The extracellular Ero1α/PDI electron transport system regulates platelet function by increasing glutathione reduction potential
Lu Wang,
Xi Wang,
Xiying Lv,
Qiushuo Jin,
Hongcai Shang,
Chih-chen Wang,
Lei Wang
Affiliations
Lu Wang
National Laboratory of Biomacromolecules, CAS Center for Excellence in Biomacromolecules, Institute of Biophysics, Chinese Academy of Sciences, Beijing, 100101, China; Corresponding author.
Xi Wang
National Laboratory of Biomacromolecules, CAS Center for Excellence in Biomacromolecules, Institute of Biophysics, Chinese Academy of Sciences, Beijing, 100101, China
Xiying Lv
Key Laboratory of Chinese Internal Medicine of Ministry of Education and Beijing, Dongzhimen Hospital, Beijing University of Chinese Medicine, Beijing, 100700, China
Qiushuo Jin
Key Laboratory of Chinese Internal Medicine of Ministry of Education and Beijing, Dongzhimen Hospital, Beijing University of Chinese Medicine, Beijing, 100700, China
Hongcai Shang
Key Laboratory of Chinese Internal Medicine of Ministry of Education and Beijing, Dongzhimen Hospital, Beijing University of Chinese Medicine, Beijing, 100700, China
Chih-chen Wang
National Laboratory of Biomacromolecules, CAS Center for Excellence in Biomacromolecules, Institute of Biophysics, Chinese Academy of Sciences, Beijing, 100101, China; College of Life Sciences, University of Chinese Academy of Sciences, Beijing, 100049, China
Lei Wang
National Laboratory of Biomacromolecules, CAS Center for Excellence in Biomacromolecules, Institute of Biophysics, Chinese Academy of Sciences, Beijing, 100101, China; College of Life Sciences, University of Chinese Academy of Sciences, Beijing, 100049, China; Corresponding author.
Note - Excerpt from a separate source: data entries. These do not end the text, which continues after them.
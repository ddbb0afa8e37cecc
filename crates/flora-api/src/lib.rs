//! Axum HTTP gateway for the Flora plant-care app.
//!
//! This crate provides:
//! - Leaf image disease detection proxied to a hosted classifier
//! - Crop recommendation proxied to a hosted recommender
//! - A keyword-driven plant assistant
//! - Rate limiting, security headers and Prometheus metrics

pub mod config;
pub mod error;
pub mod handlers;
pub mod metrics;
pub mod middleware;
pub mod routes;
pub mod state;

pub use config::ApiConfig;
pub use error::{ApiError, ApiResult};
pub use routes::create_router;
pub use state::AppState;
National Laboratory of Biomacromolecules, CAS Center for Excellence in Biomacromolecules, Institute of Biophysics, Chinese Academy of Sciences, Beijing, 100101, China.
Protein disulfide isomerase (PDI), an oxidoreductase, possesses two vicinal cysteines in the -Cys-Gly-His-Cys-motif that either form a disulfide bridge (S–S) or exist in a sulfhydryl form (-SH), forming oxidized or reduced PDI, respectively. PDI has been proven to be critical for platelet aggregation, thrombosis, and hemostasis, and PDI inhibition is being evaluated as a novel antithrombotic strategy. The redox states of functional PDI during the regulation of platelet aggregation, however, remain to be elucidated. Endoplasmic reticulum (ER) oxidoreductin-1α (Ero1α) and PDI constitute the pivotal oxidative folding pathway in the ER and play an important role in ER redox homeostasis. Whether Ero1α and PDI constitute an extracellular electron transport pathway to mediate platelet aggregation is an open question. Here, we found that oxidized but not reduced PDI promotes platelet aggregation. On the platelet surface, Ero1α constitutively oxidizes PDI and further regulates platelet aggregation in a glutathione-dependent manner. The Ero1α/PDI system oxidizes reduced glutathione (GSH) and establishes a reduction potential optimal for platelet aggregation. Therefore, platelet aggregation is mediated by the Ero1α-PDI-GSH electron transport system on the platelet surface. We further showed that targeting the functional interplay between PDI and Ero1α by small molecule inhibitors may be a novel strategy for antithrombotic therapy.